EXERCISE = Below are records; say how many of their lines include the word "filename", giving nothing but the number.

(EXERCISE DATA begins)

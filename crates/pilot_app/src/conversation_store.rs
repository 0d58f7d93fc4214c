use indexmap::IndexMap;
use pilot_domain::{Conversation, ConversationId, Error, Message, MessageId, Result};

#[derive(Debug, Clone)]
struct Entry {
    conversation: Conversation,
    /// The message later merges may still extend. Cleared by any append and
    /// by turn boundaries.
    open: Option<MessageId>,
}

/// Authoritative in-memory log of conversations. Message order within a
/// conversation is commit order.
#[derive(Debug, Clone, Default)]
pub struct ConversationStore {
    entries: IndexMap<ConversationId, Entry>,
}

impl ConversationStore {
    pub fn new() -> Self {
        Self::default()
    }

    /// Adds a conversation, replacing any existing one with the same id.
    pub fn insert(&mut self, conversation: Conversation) {
        self.entries
            .insert(conversation.id, Entry { conversation, open: None });
    }

    pub fn get(&self, id: &ConversationId) -> Option<&Conversation> {
        self.entries.get(id).map(|entry| &entry.conversation)
    }

    pub fn contains(&self, id: &ConversationId) -> bool {
        self.entries.contains_key(id)
    }

    pub fn messages(&self, id: &ConversationId) -> &[Message] {
        self.get(id)
            .map(|conversation| conversation.messages.as_slice())
            .unwrap_or_default()
    }

    /// Conversations in creation order.
    pub fn list(&self) -> impl Iterator<Item = &Conversation> {
        self.entries.values().map(|entry| &entry.conversation)
    }

    /// Always creates a new transcript entry.
    ///
    /// # Errors
    /// Returns an error if the conversation does not exist
    pub fn append(&mut self, id: &ConversationId, message: Message) -> Result<MessageId> {
        let entry = self.entry_mut(id)?;
        let message_id = message.id;
        entry.conversation.push(message);
        entry.open = None;
        Ok(message_id)
    }

    /// Extends the open message when the most recent message is still open
    /// and has the same role; otherwise appends `partial` as a new open
    /// message.
    ///
    /// # Errors
    /// Returns an error if the conversation does not exist
    pub fn merge(&mut self, id: &ConversationId, partial: Message) -> Result<MessageId> {
        let entry = self.entry_mut(id)?;
        let open = entry.open;

        if let Some(last) = entry.conversation.last_message_mut()
            && Some(last.id) == open
            && last.role == partial.role
        {
            last.absorb(partial);
            let message_id = last.id;
            entry.conversation.updated_at = chrono::Utc::now();
            return Ok(message_id);
        }

        let message_id = partial.id;
        entry.conversation.push(partial);
        entry.open = Some(message_id);
        Ok(message_id)
    }

    /// Closes the open message so the next merge starts a new one.
    ///
    /// # Errors
    /// Returns an error if the conversation does not exist
    pub fn seal(&mut self, id: &ConversationId) -> Result<()> {
        self.entry_mut(id)?.open = None;
        Ok(())
    }

    fn entry_mut(&mut self, id: &ConversationId) -> Result<&mut Entry> {
        self.entries
            .get_mut(id)
            .ok_or(Error::ConversationNotFound(*id))
    }
}

#[cfg(test)]
mod tests {
    use pilot_domain::{Role, ToolCallFull, ToolCallId, ToolOutput, ToolResult, WorkspaceId};
    use pretty_assertions::assert_eq;

    use super::*;

    fn fixture() -> (ConversationStore, ConversationId) {
        let mut store = ConversationStore::new();
        let id = ConversationId::generate();
        store.insert(Conversation::new(id, WorkspaceId::new("ws")));
        (store, id)
    }

    fn contents(store: &ConversationStore, id: &ConversationId) -> Vec<String> {
        store.messages(id).iter().map(|m| m.content.clone()).collect()
    }

    #[test]
    fn test_append_always_creates_entry() {
        let (mut store, id) = fixture();
        store.append(&id, Message::assistant("a")).unwrap();
        store.append(&id, Message::assistant("a")).unwrap();
        assert_eq!(contents(&store, &id), vec!["a", "a"]);
    }

    #[test]
    fn test_merge_coalesces_open_message() {
        let (mut store, id) = fixture();
        let first = store.merge(&id, Message::assistant("Looking ")).unwrap();
        let second = store.merge(&id, Message::assistant("around")).unwrap();

        assert_eq!(first, second);
        assert_eq!(contents(&store, &id), vec!["Looking around"]);
    }

    #[test]
    fn test_merge_after_append_starts_new_message() {
        let (mut store, id) = fixture();
        store.merge(&id, Message::assistant("before")).unwrap();
        store.append(&id, Message::assistant("record")).unwrap();
        store.merge(&id, Message::assistant("after")).unwrap();

        assert_eq!(contents(&store, &id), vec!["before", "record", "after"]);
    }

    #[test]
    fn test_merge_after_seal_starts_new_message() {
        let (mut store, id) = fixture();
        store.merge(&id, Message::assistant("turn one")).unwrap();
        store.seal(&id).unwrap();
        store.merge(&id, Message::assistant("turn one")).unwrap();

        assert_eq!(contents(&store, &id), vec!["turn one", "turn one"]);
    }

    #[test]
    fn test_merge_with_different_role_appends() {
        let (mut store, id) = fixture();
        store.merge(&id, Message::assistant("text")).unwrap();
        store.merge(&id, Message::system("marker")).unwrap();

        let roles: Vec<_> = store.messages(&id).iter().map(|m| m.role).collect();
        assert_eq!(roles, vec![Role::Assistant, Role::System]);
    }

    #[test]
    fn test_merge_unions_tool_lists() {
        let (mut store, id) = fixture();
        let call = ToolCallFull::new("browser_click").call_id(ToolCallId::new("c1"));
        let result = ToolResult::from(&call).output(ToolOutput::message("ok"));

        store
            .merge(&id, Message::assistant("").tool_calls(vec![call.clone()]))
            .unwrap();
        store
            .merge(
                &id,
                Message::assistant("")
                    .tool_calls(vec![call])
                    .tool_results(vec![result]),
            )
            .unwrap();

        let actual = &store.messages(&id)[0];
        assert_eq!(store.messages(&id).len(), 1);
        assert_eq!(actual.tool_calls.as_ref().map(Vec::len), Some(1));
        assert!(actual.is_settled());
    }

    #[test]
    fn test_missing_conversation() {
        let mut store = ConversationStore::new();
        let id = ConversationId::generate();
        let actual = store.append(&id, Message::user("hi"));
        assert!(matches!(actual, Err(Error::ConversationNotFound(_))));
    }

    #[test]
    fn test_list_keeps_creation_order() {
        let mut store = ConversationStore::new();
        let first = ConversationId::generate();
        let second = ConversationId::generate();
        store.insert(Conversation::new(first, WorkspaceId::new("ws")));
        store.insert(Conversation::new(second, WorkspaceId::new("ws")));

        let actual: Vec<_> = store.list().map(|c| c.id).collect();
        assert_eq!(actual, vec![first, second]);
    }
}
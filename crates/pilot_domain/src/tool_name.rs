use std::fmt::Display;

use serde::{Deserialize, Serialize};

/// Name of the placeholder call synthesized for results that match nothing in
/// flight.
pub const UNKNOWN_TOOL: &str = "unknown_tool";

#[derive(Debug, Clone, PartialEq, Eq, Hash, Serialize, Deserialize)]
#[serde(transparent)]
pub struct ToolName(String);

impl ToolName {
    pub fn new(value: impl ToString) -> Self {
        ToolName(value.to_string())
    }

    pub fn unknown() -> Self {
        ToolName::new(UNKNOWN_TOOL)
    }

    pub fn into_string(self) -> String {
        self.0
    }

    pub fn as_str(&self) -> &str {
        &self.0
    }
}

impl From<String> for ToolName {
    fn from(value: String) -> Self {
        ToolName::new(value)
    }
}

impl From<&str> for ToolName {
    fn from(value: &str) -> Self {
        ToolName::new(value)
    }
}

impl Display for ToolName {
    fn fmt(&self, f: &mut std::fmt::Formatter<'_>) -> std::fmt::Result {
        write!(f, "{}", self.0)
    }
}
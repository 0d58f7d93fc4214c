use std::sync::{Arc, Mutex};

use chrono::{DateTime, NaiveDate, Utc};
use derive_setters::Setters;
use pilot_app::{EventOutcome, RunRequest, StreamController};
use pilot_config::{PilotConfig, QuotaConfig};
use pilot_domain::{
    AgentEvent, AgentService, Clock, ConversationId, DispatchResponse, LogKind, LogRecord, Message,
    ModelId, ObservabilitySink, Role, RunConfig, RunToken, UsageCounter,
};
use serde_json::Value;

/// Agent double that records what the controller asked of it.
#[derive(Default)]
pub struct Trace {
    dispatches: Mutex<Vec<(ConversationId, Vec<Message>)>>,
    halts: Mutex<Vec<ConversationId>>,
    dispatch_failure: Option<String>,
    halt_fails: bool,
}

impl Trace {
    pub fn dispatches(&self) -> Vec<(ConversationId, Vec<Message>)> {
        self.dispatches.lock().unwrap().clone()
    }

    pub fn halts(&self) -> Vec<ConversationId> {
        self.halts.lock().unwrap().clone()
    }
}

#[async_trait::async_trait]
impl AgentService for Trace {
    async fn dispatch_run(
        &self,
        conversation_id: &ConversationId,
        messages: &[Message],
        _config: &RunConfig,
    ) -> anyhow::Result<DispatchResponse> {
        self.dispatches
            .lock()
            .unwrap()
            .push((*conversation_id, messages.to_vec()));
        Ok(match &self.dispatch_failure {
            Some(error) => DispatchResponse::failed(error),
            None => DispatchResponse::ok(),
        })
    }

    fn halt_run(&self, conversation_id: &ConversationId) -> anyhow::Result<()> {
        self.halts.lock().unwrap().push(*conversation_id);
        if self.halt_fails {
            anyhow::bail!("agent unreachable");
        }
        Ok(())
    }
}

#[derive(Default)]
pub struct Recorder(Mutex<Vec<LogRecord>>);

impl Recorder {
    pub fn records(&self) -> Vec<LogRecord> {
        self.0.lock().unwrap().clone()
    }

    pub fn messages(&self, kind: LogKind) -> Vec<String> {
        self.records()
            .into_iter()
            .filter(|record| record.kind == kind)
            .map(|record| record.message)
            .collect()
    }
}

impl ObservabilitySink for Recorder {
    fn record(&self, record: LogRecord) {
        self.0.lock().unwrap().push(record);
    }
}

pub struct FixedClock(Mutex<NaiveDate>);

impl FixedClock {
    pub fn advance(&self) {
        let mut today = self.0.lock().unwrap();
        *today = today.succ_opt().unwrap();
    }
}

impl Clock for FixedClock {
    fn today(&self) -> NaiveDate {
        *self.0.lock().unwrap()
    }

    fn now(&self) -> DateTime<Utc> {
        self.today().and_hms_opt(9, 0, 0).unwrap().and_utc()
    }
}

pub fn today() -> NaiveDate {
    NaiveDate::from_ymd_opt(2026, 5, 14).unwrap()
}

pub fn model_config() -> RunConfig {
    RunConfig::default().model(ModelId::new("gpt-4o"))
}

#[derive(Default, Setters)]
#[setters(into, strip_option)]
pub struct Setup {
    daily_limit: Option<u64>,
    used_today: u64,
    dispatch_failure: Option<String>,
    halt_fails: bool,
}

impl Setup {
    pub fn build(self) -> Harness {
        let services = Arc::new(Trace {
            dispatch_failure: self.dispatch_failure,
            halt_fails: self.halt_fails,
            ..Default::default()
        });
        let sink = Arc::new(Recorder::default());
        let clock = Arc::new(FixedClock(Mutex::new(today())));
        let config = PilotConfig::default()
            .quota(QuotaConfig::default().daily_action_limit(self.daily_limit));

        let mut controller =
            StreamController::new(services.clone(), sink.clone(), clock.clone(), &config);
        if self.used_today > 0 {
            controller
                .quota_mut()
                .reconcile(UsageCounter::with_actions(today(), self.used_today), 0);
        }

        Harness { controller, services, sink, clock }
    }
}

pub struct Harness {
    pub controller: StreamController<Trace>,
    pub services: Arc<Trace>,
    pub sink: Arc<Recorder>,
    pub clock: Arc<FixedClock>,
}

impl Harness {
    /// Starts an interactive run in a new conversation.
    pub async fn start(&mut self, instruction: &str) -> RunToken {
        self.controller
            .start_run(RunRequest::new(instruction).config(model_config()))
            .await
            .unwrap()
    }

    /// Decodes and applies wire events in order.
    pub fn feed(&mut self, token: &RunToken, events: Vec<Value>) -> Vec<EventOutcome> {
        events
            .into_iter()
            .flat_map(|value| AgentEvent::decode_all(value).unwrap())
            .map(|event| self.controller.handle_event(token, event).unwrap())
            .collect()
    }

    pub fn messages(&self, conversation_id: &ConversationId) -> Vec<Message> {
        self.controller
            .conversation(conversation_id)
            .map(|conversation| conversation.messages.clone())
            .unwrap_or_default()
    }

    /// One line per message: `role: text` for text messages and
    /// `tool name#id -> summary` for each tool pair.
    pub fn transcript(&self, conversation_id: &ConversationId) -> Vec<String> {
        self.messages(conversation_id).iter().map(describe).collect()
    }
}

fn describe(message: &Message) -> String {
    if message.has_tool_call() {
        let calls = message.tool_calls.as_deref().unwrap_or_default();
        let results = message.tool_results.as_deref().unwrap_or_default();
        return calls
            .iter()
            .map(|call| {
                let id = call.call_id.as_ref().map(|id| id.as_str()).unwrap_or("-");
                let summary = results
                    .iter()
                    .find(|result| result.call_id == call.call_id)
                    .map(|result| result.output.summary())
                    .unwrap_or_else(|| "<pending>".to_string());
                format!("tool {}#{id} -> {summary}", call.name)
            })
            .collect::<Vec<_>>()
            .join("; ");
    }

    let role = match message.role {
        Role::System => "system",
        Role::User => "user",
        Role::Assistant => "assistant",
    };
    let first_line = message.content.lines().next().unwrap_or_default();
    format!("{role}: {first_line}")
}
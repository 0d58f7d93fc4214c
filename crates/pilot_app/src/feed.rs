use std::time::Duration;

use pilot_domain::{AgentEvent, AgentService, LogRecord, Result, RunToken};
use serde_json::{Value, json};
use tokio_stream::{Stream, StreamExt};
use tokio_util::sync::CancellationToken;
use tracing::{debug, warn};

use crate::{EventOutcome, StreamController};

/// How a driven feed ended.
#[derive(Debug, Clone, Copy, PartialEq, Eq)]
pub enum RunOutcome {
    Completed,
    Cancelled,
    LimitReached,
    /// The feed closed or went quiet without a terminal event.
    FeedLost,
}

/// Pumps a raw event feed into the controller until the run ends.
///
/// Each item is decoded once into the [`AgentEvent`]s it carries. Items that fail to
/// decode are reported to the observability sink and skipped. A feed that
/// ends, or stays silent for `idle_timeout`, is force terminated. Triggering
/// `cancel` stops the run the same way a user stop does.
///
/// # Errors
/// Returns an error only if the transcript could not be written
pub async fn drive_feed<S, F>(
    controller: &mut StreamController<S>,
    token: RunToken,
    mut feed: F,
    idle_timeout: Duration,
    cancel: CancellationToken,
) -> Result<RunOutcome>
where
    S: AgentService,
    F: Stream<Item = anyhow::Result<Value>> + Unpin,
{
    let conversation_id = token.conversation_id;

    loop {
        let next = tokio::select! {
            biased;
            _ = cancel.cancelled() => {
                controller.cancel(&conversation_id);
                return Ok(RunOutcome::Cancelled);
            }
            next = tokio::time::timeout(idle_timeout, feed.next()) => next,
        };

        let value = match next {
            Ok(Some(Ok(value))) => value,
            Ok(Some(Err(error))) => {
                warn!(run = %token, error = %error, "Feed delivered an error");
                controller.record(LogRecord::error("Feed error").data(json!({
                    "run": token.to_string(),
                    "error": format!("{error:#}"),
                })));
                continue;
            }
            Ok(None) => {
                warn!(run = %token, "Feed closed without done");
                controller.force_terminate(&conversation_id);
                return Ok(RunOutcome::FeedLost);
            }
            Err(_) => {
                warn!(run = %token, timeout = ?idle_timeout, "Feed idle, terminating run");
                controller.force_terminate(&conversation_id);
                return Ok(RunOutcome::FeedLost);
            }
        };

        let events = match AgentEvent::decode_all(value) {
            Ok(events) => events,
            Err(error) => {
                controller.record(
                    LogRecord::error("Undecodable agent event").data(json!({
                        "run": token.to_string(),
                        "error": error.to_string(),
                    })),
                );
                continue;
            }
        };

        for event in events {
            debug!(run = %token, event = event.kind(), "Event received");
            match controller.handle_event(&token, event)? {
                EventOutcome::Applied | EventOutcome::Ignored => {}
                EventOutcome::Completed => return Ok(RunOutcome::Completed),
                EventOutcome::LimitReached => return Ok(RunOutcome::LimitReached),
            }
        }
    }
}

(EXERCISE DATA ends)

THE COMPLETED TASK = 3